After finding the line with "filename crates/behavior/vizij-behavior-core/src/random.rs" in the entries below, retype exactly each line from there through the line with "impl RandomSource for PcgRandom", including that final line.

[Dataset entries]
--------------------------------------------------

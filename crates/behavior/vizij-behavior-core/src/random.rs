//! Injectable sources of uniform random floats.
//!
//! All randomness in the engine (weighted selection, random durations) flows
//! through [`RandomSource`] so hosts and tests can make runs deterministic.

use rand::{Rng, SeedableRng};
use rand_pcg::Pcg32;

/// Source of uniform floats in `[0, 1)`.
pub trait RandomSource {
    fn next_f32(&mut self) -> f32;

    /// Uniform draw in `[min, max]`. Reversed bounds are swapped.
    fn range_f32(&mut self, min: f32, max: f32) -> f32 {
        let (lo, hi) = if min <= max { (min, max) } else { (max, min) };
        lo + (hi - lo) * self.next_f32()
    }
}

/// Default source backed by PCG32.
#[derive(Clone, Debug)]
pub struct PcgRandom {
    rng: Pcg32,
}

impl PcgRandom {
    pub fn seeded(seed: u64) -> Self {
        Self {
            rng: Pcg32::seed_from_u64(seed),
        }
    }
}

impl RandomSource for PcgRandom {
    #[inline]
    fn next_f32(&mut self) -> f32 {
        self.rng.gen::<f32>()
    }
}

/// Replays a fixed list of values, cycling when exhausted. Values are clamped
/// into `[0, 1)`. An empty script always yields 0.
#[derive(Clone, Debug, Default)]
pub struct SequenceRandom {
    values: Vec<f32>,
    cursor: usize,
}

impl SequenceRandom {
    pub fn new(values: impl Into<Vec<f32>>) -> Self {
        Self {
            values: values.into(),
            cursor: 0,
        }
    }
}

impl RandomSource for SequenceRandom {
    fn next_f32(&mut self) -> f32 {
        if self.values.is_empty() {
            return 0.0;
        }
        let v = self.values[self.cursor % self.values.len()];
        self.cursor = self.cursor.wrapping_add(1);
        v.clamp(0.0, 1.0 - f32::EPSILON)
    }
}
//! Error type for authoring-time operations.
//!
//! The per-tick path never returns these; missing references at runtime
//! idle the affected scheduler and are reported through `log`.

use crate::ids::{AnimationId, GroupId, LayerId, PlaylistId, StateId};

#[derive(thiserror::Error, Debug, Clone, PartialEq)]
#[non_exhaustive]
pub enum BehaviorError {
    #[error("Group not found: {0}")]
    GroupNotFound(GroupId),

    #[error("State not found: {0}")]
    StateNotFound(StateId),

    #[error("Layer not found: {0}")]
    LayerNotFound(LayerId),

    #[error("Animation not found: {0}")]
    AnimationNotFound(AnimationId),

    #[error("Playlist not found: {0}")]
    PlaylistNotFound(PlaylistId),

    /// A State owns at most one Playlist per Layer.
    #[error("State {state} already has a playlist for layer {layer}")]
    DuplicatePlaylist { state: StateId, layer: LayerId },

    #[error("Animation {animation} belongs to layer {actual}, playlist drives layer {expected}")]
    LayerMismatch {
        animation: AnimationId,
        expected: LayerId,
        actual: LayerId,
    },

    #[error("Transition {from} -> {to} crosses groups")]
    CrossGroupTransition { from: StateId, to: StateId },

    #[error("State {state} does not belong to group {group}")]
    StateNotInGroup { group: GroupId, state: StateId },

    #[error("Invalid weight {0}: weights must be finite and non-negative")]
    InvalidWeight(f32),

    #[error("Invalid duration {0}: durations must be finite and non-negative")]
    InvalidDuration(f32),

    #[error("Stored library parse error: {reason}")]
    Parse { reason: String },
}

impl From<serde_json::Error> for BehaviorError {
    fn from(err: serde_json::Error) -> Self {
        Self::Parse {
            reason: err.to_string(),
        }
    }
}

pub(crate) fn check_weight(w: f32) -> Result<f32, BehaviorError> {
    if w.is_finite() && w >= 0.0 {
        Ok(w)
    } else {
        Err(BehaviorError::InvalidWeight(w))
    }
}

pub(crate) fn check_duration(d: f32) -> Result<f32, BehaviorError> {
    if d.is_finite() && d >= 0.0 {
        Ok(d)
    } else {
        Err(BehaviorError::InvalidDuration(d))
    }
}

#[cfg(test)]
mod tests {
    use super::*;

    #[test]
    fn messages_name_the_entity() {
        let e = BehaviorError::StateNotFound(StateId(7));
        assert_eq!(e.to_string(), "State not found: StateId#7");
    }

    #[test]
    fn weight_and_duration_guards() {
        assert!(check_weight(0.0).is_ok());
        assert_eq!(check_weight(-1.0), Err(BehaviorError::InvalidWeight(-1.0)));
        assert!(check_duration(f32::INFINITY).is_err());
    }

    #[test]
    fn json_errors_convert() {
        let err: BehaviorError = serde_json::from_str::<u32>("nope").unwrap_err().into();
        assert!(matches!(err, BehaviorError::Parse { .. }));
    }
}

--------------------------------------------------

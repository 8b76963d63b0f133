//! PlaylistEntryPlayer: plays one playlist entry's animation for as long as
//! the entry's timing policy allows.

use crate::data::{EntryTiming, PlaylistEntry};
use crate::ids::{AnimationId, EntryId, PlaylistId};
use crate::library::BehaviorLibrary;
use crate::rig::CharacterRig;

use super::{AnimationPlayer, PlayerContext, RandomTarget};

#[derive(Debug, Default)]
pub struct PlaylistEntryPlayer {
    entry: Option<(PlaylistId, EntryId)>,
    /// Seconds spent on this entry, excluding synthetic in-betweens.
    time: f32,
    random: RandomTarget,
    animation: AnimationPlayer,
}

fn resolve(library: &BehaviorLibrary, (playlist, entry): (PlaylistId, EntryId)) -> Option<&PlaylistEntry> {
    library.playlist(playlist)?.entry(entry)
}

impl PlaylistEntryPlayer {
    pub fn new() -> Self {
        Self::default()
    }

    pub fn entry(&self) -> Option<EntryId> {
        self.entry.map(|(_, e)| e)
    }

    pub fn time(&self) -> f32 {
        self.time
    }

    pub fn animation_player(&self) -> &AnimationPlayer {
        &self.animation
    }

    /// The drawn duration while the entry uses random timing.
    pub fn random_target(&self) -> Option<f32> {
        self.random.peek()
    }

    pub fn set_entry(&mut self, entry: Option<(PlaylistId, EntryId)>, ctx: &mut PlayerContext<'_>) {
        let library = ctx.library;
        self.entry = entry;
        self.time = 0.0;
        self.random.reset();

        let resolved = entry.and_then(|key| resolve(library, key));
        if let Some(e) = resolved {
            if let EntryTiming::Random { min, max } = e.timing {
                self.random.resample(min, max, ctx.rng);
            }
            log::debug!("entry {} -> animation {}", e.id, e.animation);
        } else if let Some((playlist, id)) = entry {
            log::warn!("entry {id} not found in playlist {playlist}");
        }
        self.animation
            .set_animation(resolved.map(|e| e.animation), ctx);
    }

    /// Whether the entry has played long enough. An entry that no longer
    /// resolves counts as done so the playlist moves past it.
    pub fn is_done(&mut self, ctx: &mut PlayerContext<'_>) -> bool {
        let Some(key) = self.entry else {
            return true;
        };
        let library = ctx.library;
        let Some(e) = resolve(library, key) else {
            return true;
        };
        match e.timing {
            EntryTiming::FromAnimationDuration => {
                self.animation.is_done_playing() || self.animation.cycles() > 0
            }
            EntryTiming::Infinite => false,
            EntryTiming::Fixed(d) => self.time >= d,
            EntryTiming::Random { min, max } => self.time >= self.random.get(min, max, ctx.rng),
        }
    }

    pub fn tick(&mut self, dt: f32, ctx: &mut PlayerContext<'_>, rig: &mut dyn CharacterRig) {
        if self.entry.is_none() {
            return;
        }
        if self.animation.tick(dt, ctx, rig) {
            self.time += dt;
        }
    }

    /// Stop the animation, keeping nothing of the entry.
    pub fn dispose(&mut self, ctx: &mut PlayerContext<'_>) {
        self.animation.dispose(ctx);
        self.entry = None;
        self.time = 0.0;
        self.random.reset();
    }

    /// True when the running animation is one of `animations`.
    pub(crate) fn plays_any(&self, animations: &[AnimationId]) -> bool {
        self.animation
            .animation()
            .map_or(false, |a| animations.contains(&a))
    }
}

--------------------------------------------------

ANSWER SPACE:
filename crates/behavior/vizij-behavior-core/src/random.rs
//! Injectable sources of uniform random floats.
//!
//! All randomness in the engine (weighted selection, random durations) flows
//! through [`RandomSource`] so hosts and tests can make runs deterministic.

use rand::{Rng, SeedableRng};
use rand_pcg::Pcg32;

/// Source of uniform floats in `[0, 1)`.
pub trait RandomSource {
    fn next_f32(&mut self) -> f32;

    /// Uniform draw in `[min, max]`. Reversed bounds are swapped.
    fn range_f32(&mut self, min: f32, max: f32) -> f32 {
        let (lo, hi) = if min <= max { (min, max) } else { (max, min) };
        lo + (hi - lo) * self.next_f32()
    }
}

/// Default source backed by PCG32.
#[derive(Clone, Debug)]
pub struct PcgRandom {
    rng: Pcg32,
}

impl PcgRandom {
    pub fn seeded(seed: u64) -> Self {
        Self {
            rng: Pcg32::seed_from_u64(seed),
        }
    }
}

impl RandomSource for PcgRandom {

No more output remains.